Saved data entries
=====

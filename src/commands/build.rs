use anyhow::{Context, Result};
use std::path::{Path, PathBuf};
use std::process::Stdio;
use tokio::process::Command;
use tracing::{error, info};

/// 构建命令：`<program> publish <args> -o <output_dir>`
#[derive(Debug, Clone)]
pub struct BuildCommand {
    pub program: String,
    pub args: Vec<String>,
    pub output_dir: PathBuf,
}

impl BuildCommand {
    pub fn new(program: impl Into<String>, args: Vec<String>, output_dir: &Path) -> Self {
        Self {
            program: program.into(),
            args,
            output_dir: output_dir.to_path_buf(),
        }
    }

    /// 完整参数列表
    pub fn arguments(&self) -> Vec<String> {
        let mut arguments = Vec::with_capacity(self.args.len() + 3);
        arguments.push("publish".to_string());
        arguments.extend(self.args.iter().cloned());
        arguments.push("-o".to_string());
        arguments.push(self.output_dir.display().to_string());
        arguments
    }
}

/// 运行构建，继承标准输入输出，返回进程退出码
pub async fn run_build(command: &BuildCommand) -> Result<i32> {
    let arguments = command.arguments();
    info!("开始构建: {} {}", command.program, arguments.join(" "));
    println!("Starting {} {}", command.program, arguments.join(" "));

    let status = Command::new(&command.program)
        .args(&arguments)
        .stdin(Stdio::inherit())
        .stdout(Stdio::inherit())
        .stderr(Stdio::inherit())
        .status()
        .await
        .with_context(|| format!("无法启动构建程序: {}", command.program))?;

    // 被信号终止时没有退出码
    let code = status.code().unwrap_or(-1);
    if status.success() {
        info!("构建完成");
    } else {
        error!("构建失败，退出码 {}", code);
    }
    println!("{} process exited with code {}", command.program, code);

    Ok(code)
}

=====

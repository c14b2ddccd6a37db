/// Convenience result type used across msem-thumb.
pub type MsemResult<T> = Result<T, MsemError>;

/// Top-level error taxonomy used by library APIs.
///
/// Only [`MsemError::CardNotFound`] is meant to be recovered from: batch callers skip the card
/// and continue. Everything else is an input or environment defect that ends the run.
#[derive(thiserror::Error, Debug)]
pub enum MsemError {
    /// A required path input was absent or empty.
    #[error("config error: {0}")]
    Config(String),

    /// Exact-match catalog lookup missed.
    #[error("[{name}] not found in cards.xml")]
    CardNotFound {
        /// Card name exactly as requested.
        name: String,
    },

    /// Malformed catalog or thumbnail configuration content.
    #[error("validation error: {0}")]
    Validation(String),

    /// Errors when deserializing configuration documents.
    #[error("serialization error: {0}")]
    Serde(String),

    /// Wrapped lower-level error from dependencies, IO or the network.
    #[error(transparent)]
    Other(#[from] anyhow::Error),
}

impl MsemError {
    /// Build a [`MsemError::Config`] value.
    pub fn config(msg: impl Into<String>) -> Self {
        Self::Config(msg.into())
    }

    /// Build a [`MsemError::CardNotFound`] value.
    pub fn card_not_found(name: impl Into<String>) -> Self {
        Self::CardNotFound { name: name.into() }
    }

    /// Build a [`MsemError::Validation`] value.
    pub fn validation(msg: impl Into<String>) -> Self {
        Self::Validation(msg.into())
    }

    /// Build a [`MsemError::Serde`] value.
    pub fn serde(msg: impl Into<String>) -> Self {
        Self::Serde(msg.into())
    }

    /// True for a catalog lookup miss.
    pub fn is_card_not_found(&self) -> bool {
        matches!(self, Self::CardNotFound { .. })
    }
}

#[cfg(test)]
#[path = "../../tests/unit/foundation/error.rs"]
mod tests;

=====

• Goal of the exercise: Gather from the data above every line with the string "used".

• Output:
/// Convenience result type used across msem-thumb.
/// Top-level error taxonomy used by library APIs.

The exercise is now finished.